The results of a new study from Vanderbilt University provide more support for breastfeeding, revealing that sugars in human breast milk can help protect babies from bacterial infections.

Healthcare practitioners have longed encouraged new mothers to breastfeed their infants because breast milk has been shown to decrease infants’ risk of ear infections, asthma, and lower type 2 diabetes, among other conditions. Now, the results of a new study are providing more support for this practice, showing that the sugars in human breast milk can help protect babies from bacterial infections.

The proteins in human breast milk—which is a combination of proteins, fats, and sugars—have long been studied for their antibacterial properties; however, Steven Townsend, PhD, assistant professor, Chemistry, Vanderbilt University, and his team of chemists and doctors, decided to study the sugars. Dr. Townsend explained why, in a press release, “For most of the last century, biochemists have argued that proteins are most important and sugars are an afterthought. Most people have bought into that argument, even though there's no data to support it. Far less is known about the function of sugars and, as a trained glycoprotein chemist, I wanted to explore their role.”

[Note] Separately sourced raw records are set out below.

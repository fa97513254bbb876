//! Field types and field specifications.

use std::fmt;
use std::sync::Arc;

use wire::TypeTag;

use crate::schema::RecordSchema;
use crate::FieldId;

/// The declared type of a field.
///
/// `String` and `Binary` share the `String` wire tag; `String` payloads must
/// be UTF-8.
#[derive(Debug, Clone, PartialEq, Eq)]
#[cfg_attr(feature = "serde", derive(serde::Serialize, serde::Deserialize))]
#[cfg_attr(feature = "serde", serde(rename_all = "snake_case"))]
pub enum FieldType {
    Bool,
    Byte,
    I16,
    I32,
    I64,
    Double,
    String,
    Binary,
    Struct(Arc<RecordSchema>),
    List(Box<FieldType>),
    Set(Box<FieldType>),
    Map(Box<FieldType>, Box<FieldType>),
}

impl FieldType {
    /// Creates a nested struct type.
    #[must_use]
    pub fn structure(schema: Arc<RecordSchema>) -> Self {
        Self::Struct(schema)
    }

    /// Creates a list type.
    #[must_use]
    pub fn list(elem: Self) -> Self {
        Self::List(Box::new(elem))
    }

    /// Creates a set type.
    #[must_use]
    pub fn set(elem: Self) -> Self {
        Self::Set(Box::new(elem))
    }

    /// Creates a map type.
    #[must_use]
    pub fn map(key: Self, value: Self) -> Self {
        Self::Map(Box::new(key), Box::new(value))
    }

    /// The wire tag values of this type are written with.
    #[must_use]
    pub const fn tag(&self) -> TypeTag {
        match self {
            Self::Bool => TypeTag::Bool,
            Self::Byte => TypeTag::Byte,
            Self::I16 => TypeTag::I16,
            Self::I32 => TypeTag::I32,
            Self::I64 => TypeTag::I64,
            Self::Double => TypeTag::Double,
            Self::String | Self::Binary => TypeTag::String,
            Self::Struct(_) => TypeTag::Struct,
            Self::List(_) => TypeTag::List,
            Self::Set(_) => TypeTag::Set,
            Self::Map(_, _) => TypeTag::Map,
        }
    }
}

impl fmt::Display for FieldType {
    fn fmt(&self, f: &mut fmt::Formatter<'_>) -> fmt::Result {
        match self {
            Self::Binary => f.write_str("binary"),
            Self::Struct(schema) => f.write_str(&schema.name),
            Self::List(elem) => write!(f, "list<{elem}>"),
            Self::Set(elem) => write!(f, "set<{elem}>"),
            Self::Map(key, value) => write!(f, "map<{key}, {value}>"),
            other => f.write_str(other.tag().name()),
        }
    }
}

/// One field of a record schema.
#[derive(Debug, Clone, PartialEq, Eq)]
#[cfg_attr(feature = "serde", derive(serde::Serialize, serde::Deserialize))]
pub struct FieldSpec {
    pub id: FieldId,
    pub name: String,
    pub ty: FieldType,
}

impl FieldSpec {
    /// Creates a field specification.
    #[must_use]
    pub fn new(id: FieldId, name: impl Into<String>, ty: FieldType) -> Self {
        Self {
            id,
            name: name.into(),
            ty,
        }
    }
}
//! Byte source over any `io::Read`.

use std::io::{self, Read};

use crate::error::{ByteError, ByteResult};
use crate::reader::ByteSource;

/// A [`ByteSource`] that pulls bytes from an `io::Read`.
///
/// The reader is borrowed or owned by the caller; `StreamReader` never
/// closes it. Reads are exact: running out of input mid-value is reported
/// as [`ByteError::UnexpectedEof`] with the number of bytes that did arrive.
#[derive(Debug)]
pub struct StreamReader<R> {
    inner: R,
    pos: usize,
}

impl<R: Read> StreamReader<R> {
    /// Wraps a reader.
    pub const fn new(inner: R) -> Self {
        Self { inner, pos: 0 }
    }

    /// Returns a reference to the wrapped reader.
    pub const fn get_ref(&self) -> &R {
        &self.inner
    }

    /// Unwraps the reader.
    pub fn into_inner(self) -> R {
        self.inner
    }

    fn fill(&mut self, buf: &mut [u8]) -> ByteResult<()> {
        let mut filled = 0;
        while filled < buf.len() {
            match self.inner.read(&mut buf[filled..]) {
                Ok(0) => {
                    self.pos += filled;
                    return Err(ByteError::UnexpectedEof {
                        requested: buf.len(),
                        available: filled,
                    });
                }
                Ok(n) => filled += n,
                Err(err) if err.kind() == io::ErrorKind::Interrupted => {}
                Err(err) => return Err(err.into()),
            }
        }
        self.pos += filled;
        Ok(())
    }
}

impl<R: Read> ByteSource for StreamReader<R> {
    fn read_array<const N: usize>(&mut self) -> ByteResult<[u8; N]> {
        let mut out = [0u8; N];
        self.fill(&mut out)?;
        Ok(out)
    }

    fn read_vec(&mut self, len: usize) -> ByteResult<Vec<u8>> {
        // Grow with the data actually received rather than trusting `len`.
        let mut out = Vec::new();
        let read = (&mut self.inner).take(len as u64).read_to_end(&mut out)?;
        self.pos += read;
        if read < len {
            return Err(ByteError::UnexpectedEof {
                requested: len,
                available: read,
            });
        }
        Ok(out)
    }

    fn skip(&mut self, len: usize) -> ByteResult<()> {
        let skipped = io::copy(&mut (&mut self.inner).take(len as u64), &mut io::sink())?;
        let skipped = usize::try_from(skipped).unwrap_or(usize::MAX);
        self.pos += skipped;
        if skipped < len {
            return Err(ByteError::UnexpectedEof {
                requested: len,
                available: skipped,
            });
        }
        Ok(())
    }

    fn remaining(&self) -> Option<usize> {
        None
    }

    fn position(&self) -> usize {
        self.pos
    }
}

For the pilot study, the researchers collected 5 samples of oligosaccharides, human milk carbohydrates, from several different donors. They profiled the samples using “a mass spectrometry technique that can identify thousands of large biomolecules simultaneously,” according to the press release. Afterwards, they added the samples to cultures of Group B strep bacteria—the leading cause of infections in newborns worldwide—and viewed the results under a microscope. Using this technique, the researchers found that the oligosaccharides are able to kill the bacteria as well as break down their biofilms. More specifically, they found that, “one sample nearly killed an entire strep colony,” one sample was moderately effective against the bacteria, and, “the remaining three samples exhibited a lower level of activity.” In addition, preliminary results from a follow-up study of 24 other samples has shown that, “two broke down the bacterial biofilms and killed the bacteria, for broke down the biofilms but did not kill the bacteria, and two killed the bacteria without breaking down the biofilms.”

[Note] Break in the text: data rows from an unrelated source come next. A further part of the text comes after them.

//! GamesmanWeb response records for the gamesman codec.
//!
//! Three schemas travel over the wire:
//!
//! | record | fields |
//! |---|---|
//! | `GamestateResponse` | 1 board, 2 remoteness, 3 value, 4 move, 5 score |
//! | `GetMoveResponse` | 1 status, 2 response (`GamestateResponse`), 3 message |
//! | `GetNextMoveResponse` | 1 status, 2 response (list of `GamestateResponse`), 3 message |
//!
//! Every field is optional. The typed structs implement [`Message`], which
//! converts them to and from the dynamic [`codec::Record`] form and wraps
//! the codec entry points.
//!
//! ```
//! use records::{GamestateResponse, Message};
//! use codec::Limits;
//!
//! let state = GamestateResponse {
//!     board: Some("X..".to_string()),
//!     remoteness: Some(3),
//!     value: Some("win".to_string()),
//!     ..GamestateResponse::default()
//! };
//! let bytes = state.encode().unwrap();
//! let (decoded, _) = GamestateResponse::decode(&bytes, &Limits::default()).unwrap();
//! assert_eq!(decoded, state);
//! ```

mod message;
mod responses;
mod schemas;

pub use message::Message;
pub use responses::{GamestateResponse, GetMoveResponse, GetNextMoveResponse};
pub use schemas::{
    gamestate_response_schema, get_move_response_schema, get_next_move_response_schema,
    RecordKind, UnknownRecordKind,
};
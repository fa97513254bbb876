#![no_main]

use std::sync::{Arc, OnceLock};

use codec::{decode_record_from_slice, encode_record_to_vec, read_record_from};
use libfuzzer_sys::fuzz_target;
use records::{GamestateResponse, GetMoveResponse, GetNextMoveResponse, Message};
use schema::{FieldType, RecordSchema};
use wire::Limits;

/// A schema touching every field type, so arbitrary input reaches each
/// branch of the dynamic decoder.
fn every_type_schema() -> &'static RecordSchema {
    static SCHEMA: OnceLock<RecordSchema> = OnceLock::new();
    SCHEMA.get_or_init(|| {
        let inner = RecordSchema::builder("Inner")
            .field(1, "flag", FieldType::Bool)
            .field(2, "blob", FieldType::Binary)
            .build_shared()
            .expect("inner schema must be valid");
        RecordSchema::builder("EveryType")
            .field(1, "flag", FieldType::Bool)
            .field(2, "byte", FieldType::Byte)
            .field(3, "short", FieldType::I16)
            .field(4, "int", FieldType::I32)
            .field(5, "long", FieldType::I64)
            .field(6, "ratio", FieldType::Double)
            .field(7, "text", FieldType::String)
            .field(8, "blob", FieldType::Binary)
            .field(9, "inner", FieldType::structure(Arc::clone(&inner)))
            .field(10, "list", FieldType::list(FieldType::structure(inner)))
            .field(11, "set", FieldType::set(FieldType::I32))
            .field(
                12,
                "map",
                FieldType::map(FieldType::String, FieldType::list(FieldType::I64)),
            )
            .build()
            .expect("fuzz schema must be valid")
    })
}

fuzz_target!(|data: &[u8]| {
    let limits = Limits::for_testing();

    // Slice and stream decoding must agree on every input.
    let sliced = GetNextMoveResponse::decode(data, &limits);
    let streamed = GetNextMoveResponse::read_from(data, &limits);
    assert_eq!(sliced.is_ok(), streamed.is_ok());
    if let (Ok((a, consumed)), Ok(b)) = (sliced, streamed) {
        assert_eq!(a, b);
        assert!(consumed <= data.len());
        // A decoded record re-encodes and decodes to itself.
        let bytes = a.encode().unwrap();
        let (again, _) = GetNextMoveResponse::decode(&bytes, &limits).unwrap();
        assert_eq!(again, a);
    }

    let _ = GetMoveResponse::decode(data, &limits);
    let _ = GamestateResponse::decode(data, &limits);

    // Dynamic records: doubles may decode as NaN, so compare encodings.
    let schema = every_type_schema();
    let sliced = decode_record_from_slice(schema, data, &limits);
    let streamed = read_record_from(schema, data, &limits);
    assert_eq!(sliced.is_ok(), streamed.is_ok());
    if let (Ok((a, _)), Ok(b)) = (sliced, streamed) {
        let bytes = encode_record_to_vec(schema, &a).unwrap();
        assert_eq!(encode_record_to_vec(schema, &b).unwrap(), bytes);
        let (again, consumed) = decode_record_from_slice(schema, &bytes, &limits).unwrap();
        assert_eq!(consumed, bytes.len());
        assert_eq!(encode_record_to_vec(schema, &again).unwrap(), bytes);
    }
});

When speaking about the results of the studies in the press release, Dr. Townsend said, “Our results show that these sugars have a one-two punch. First, they sensitize the target bacteria and then they kill them. Biologists sometimes call this 'synthetic lethality' and there is a major push to develop new antimicrobial drugs with this capability.”

The researchers were also able to show that, “sugars' ability to break down biofilms can also enhance the effectiveness of the other antimicrobial agents that breast milk contains, by dosing strep cultures with a mixture of milk sugars and antimicrobial peptides from human saliva.”

Additional follow-up studies have shown that the sugars in human breastmilk also show antimicrobial activity against 2 of the 6 ESKAPE pathogens, which are Enterococcus faecium, Staphylococcus aureus, Klebsiella pneumoniae, Acinetobacter baumannii, Pseudomonas aeruginosa, and the Enterobacter species, according to the press release. These pathogens are the leading cause of nosocomial infections around the world.

Speaking about the implications of this research in the press release, Dr. Townsend remarked, “This is the first example of generalized, antimicrobial activity on the part of the carbohydrates in human milk. One of the remarkable properties of these compounds is that they are clearly non-toxic, unlike most antibiotics."

For future research, Dr. Townsend will be working with his, “colleagues in Vanderbilt's Mass Spectrometry Research Center to identify the specific types of carbohydrate molecules responsible for the antibacterial effects they have discovered.”

The results of the study were presented at the annual American Chemical Society meeting in Washington, DC, on August 20, 2017.